- _Task objective_: Check each line of the data for "continue" and select those that have it.

[Saved entries]
Segment Open

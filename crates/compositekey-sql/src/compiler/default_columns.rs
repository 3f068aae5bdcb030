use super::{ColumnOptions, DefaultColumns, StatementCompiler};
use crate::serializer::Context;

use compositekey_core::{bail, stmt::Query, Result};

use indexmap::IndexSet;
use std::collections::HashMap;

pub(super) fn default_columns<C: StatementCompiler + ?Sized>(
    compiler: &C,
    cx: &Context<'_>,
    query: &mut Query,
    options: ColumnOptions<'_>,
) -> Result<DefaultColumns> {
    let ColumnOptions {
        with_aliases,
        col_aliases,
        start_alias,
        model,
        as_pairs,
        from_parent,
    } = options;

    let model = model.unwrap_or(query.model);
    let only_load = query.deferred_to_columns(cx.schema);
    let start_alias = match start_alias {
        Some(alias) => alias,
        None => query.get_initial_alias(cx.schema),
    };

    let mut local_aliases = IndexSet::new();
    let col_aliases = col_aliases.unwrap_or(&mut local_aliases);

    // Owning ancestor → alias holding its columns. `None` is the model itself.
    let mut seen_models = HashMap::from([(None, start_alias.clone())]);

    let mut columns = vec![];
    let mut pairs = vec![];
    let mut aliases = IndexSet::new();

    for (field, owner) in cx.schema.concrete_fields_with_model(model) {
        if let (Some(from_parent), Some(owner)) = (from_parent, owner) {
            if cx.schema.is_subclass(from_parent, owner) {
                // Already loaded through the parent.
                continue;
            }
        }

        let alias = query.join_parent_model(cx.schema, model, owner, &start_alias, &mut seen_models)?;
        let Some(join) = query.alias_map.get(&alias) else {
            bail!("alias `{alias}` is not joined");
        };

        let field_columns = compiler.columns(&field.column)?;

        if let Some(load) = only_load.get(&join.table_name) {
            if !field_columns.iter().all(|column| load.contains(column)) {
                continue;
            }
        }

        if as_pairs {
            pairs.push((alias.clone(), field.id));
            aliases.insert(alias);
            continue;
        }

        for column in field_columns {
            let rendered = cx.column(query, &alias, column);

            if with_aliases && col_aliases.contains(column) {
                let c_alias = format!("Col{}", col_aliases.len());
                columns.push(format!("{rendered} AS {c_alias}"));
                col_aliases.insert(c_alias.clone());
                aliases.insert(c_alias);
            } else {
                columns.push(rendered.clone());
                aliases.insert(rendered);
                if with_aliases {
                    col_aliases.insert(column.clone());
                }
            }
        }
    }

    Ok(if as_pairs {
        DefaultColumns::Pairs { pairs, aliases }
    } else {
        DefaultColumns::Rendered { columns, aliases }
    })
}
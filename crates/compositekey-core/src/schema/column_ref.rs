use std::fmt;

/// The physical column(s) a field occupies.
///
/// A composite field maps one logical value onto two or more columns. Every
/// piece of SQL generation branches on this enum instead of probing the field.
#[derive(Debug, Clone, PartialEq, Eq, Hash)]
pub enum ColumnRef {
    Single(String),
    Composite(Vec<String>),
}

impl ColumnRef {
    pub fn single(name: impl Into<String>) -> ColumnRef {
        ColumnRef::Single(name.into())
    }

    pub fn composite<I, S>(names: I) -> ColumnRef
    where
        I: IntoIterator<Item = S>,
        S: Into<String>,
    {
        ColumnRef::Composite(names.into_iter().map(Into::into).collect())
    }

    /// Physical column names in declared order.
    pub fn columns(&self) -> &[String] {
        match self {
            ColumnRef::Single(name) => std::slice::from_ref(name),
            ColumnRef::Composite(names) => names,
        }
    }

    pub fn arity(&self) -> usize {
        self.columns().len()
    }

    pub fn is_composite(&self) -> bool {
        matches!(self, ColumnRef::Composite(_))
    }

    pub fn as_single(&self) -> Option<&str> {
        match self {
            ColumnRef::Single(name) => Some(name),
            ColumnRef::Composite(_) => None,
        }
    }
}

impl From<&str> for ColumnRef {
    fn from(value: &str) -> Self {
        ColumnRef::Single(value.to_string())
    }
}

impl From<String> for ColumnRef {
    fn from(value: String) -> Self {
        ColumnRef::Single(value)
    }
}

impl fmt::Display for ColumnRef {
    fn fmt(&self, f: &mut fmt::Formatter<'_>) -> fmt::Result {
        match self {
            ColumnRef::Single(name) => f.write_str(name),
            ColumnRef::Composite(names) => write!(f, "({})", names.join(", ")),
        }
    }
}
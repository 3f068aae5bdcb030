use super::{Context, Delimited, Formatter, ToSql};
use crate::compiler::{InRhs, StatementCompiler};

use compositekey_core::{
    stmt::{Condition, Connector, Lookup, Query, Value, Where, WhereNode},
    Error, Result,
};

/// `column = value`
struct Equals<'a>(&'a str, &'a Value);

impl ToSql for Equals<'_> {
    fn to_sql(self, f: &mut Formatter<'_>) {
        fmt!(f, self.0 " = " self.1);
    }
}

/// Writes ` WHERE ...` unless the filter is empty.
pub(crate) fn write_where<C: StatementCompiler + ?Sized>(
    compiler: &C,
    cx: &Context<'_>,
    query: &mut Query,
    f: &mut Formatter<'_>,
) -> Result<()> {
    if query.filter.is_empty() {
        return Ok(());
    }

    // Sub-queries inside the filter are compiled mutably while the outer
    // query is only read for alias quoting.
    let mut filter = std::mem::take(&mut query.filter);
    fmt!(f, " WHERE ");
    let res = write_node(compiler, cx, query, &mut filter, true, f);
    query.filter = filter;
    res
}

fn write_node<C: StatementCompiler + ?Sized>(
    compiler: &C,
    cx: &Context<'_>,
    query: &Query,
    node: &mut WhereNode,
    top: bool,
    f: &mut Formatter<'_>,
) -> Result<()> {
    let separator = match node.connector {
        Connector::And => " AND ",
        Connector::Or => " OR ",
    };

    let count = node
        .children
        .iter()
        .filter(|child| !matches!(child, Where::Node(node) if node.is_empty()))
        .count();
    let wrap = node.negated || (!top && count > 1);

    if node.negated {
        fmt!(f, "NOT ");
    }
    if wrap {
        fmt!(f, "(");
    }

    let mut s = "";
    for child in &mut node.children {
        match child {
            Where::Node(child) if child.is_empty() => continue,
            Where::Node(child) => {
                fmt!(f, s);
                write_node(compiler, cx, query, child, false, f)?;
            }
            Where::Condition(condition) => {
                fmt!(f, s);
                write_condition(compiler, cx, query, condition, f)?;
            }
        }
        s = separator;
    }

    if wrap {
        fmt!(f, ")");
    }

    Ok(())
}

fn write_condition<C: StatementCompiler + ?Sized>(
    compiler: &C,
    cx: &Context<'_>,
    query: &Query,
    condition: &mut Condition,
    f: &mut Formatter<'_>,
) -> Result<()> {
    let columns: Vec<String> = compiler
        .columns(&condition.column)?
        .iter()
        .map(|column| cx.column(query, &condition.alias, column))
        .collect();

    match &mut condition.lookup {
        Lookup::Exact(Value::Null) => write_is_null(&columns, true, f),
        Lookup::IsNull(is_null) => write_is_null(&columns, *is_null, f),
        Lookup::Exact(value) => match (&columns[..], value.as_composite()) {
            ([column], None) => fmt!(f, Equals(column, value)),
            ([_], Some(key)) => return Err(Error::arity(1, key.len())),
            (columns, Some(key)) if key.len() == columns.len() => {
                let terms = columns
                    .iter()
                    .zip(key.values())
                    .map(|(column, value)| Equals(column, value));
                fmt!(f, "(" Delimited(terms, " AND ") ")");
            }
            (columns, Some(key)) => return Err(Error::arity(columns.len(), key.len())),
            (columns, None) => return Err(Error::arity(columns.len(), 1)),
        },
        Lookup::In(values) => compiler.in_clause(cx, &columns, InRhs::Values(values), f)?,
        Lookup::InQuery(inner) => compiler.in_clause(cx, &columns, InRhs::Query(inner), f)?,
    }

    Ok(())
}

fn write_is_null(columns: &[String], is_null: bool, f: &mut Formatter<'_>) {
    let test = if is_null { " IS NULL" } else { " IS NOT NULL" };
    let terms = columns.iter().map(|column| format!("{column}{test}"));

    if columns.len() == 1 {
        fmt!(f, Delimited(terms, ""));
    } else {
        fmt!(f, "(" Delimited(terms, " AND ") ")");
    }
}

Segment Closed

- _Result for this task_:
                continue;
                continue;
            continue;
            Where::Node(child) if child.is_empty() => continue,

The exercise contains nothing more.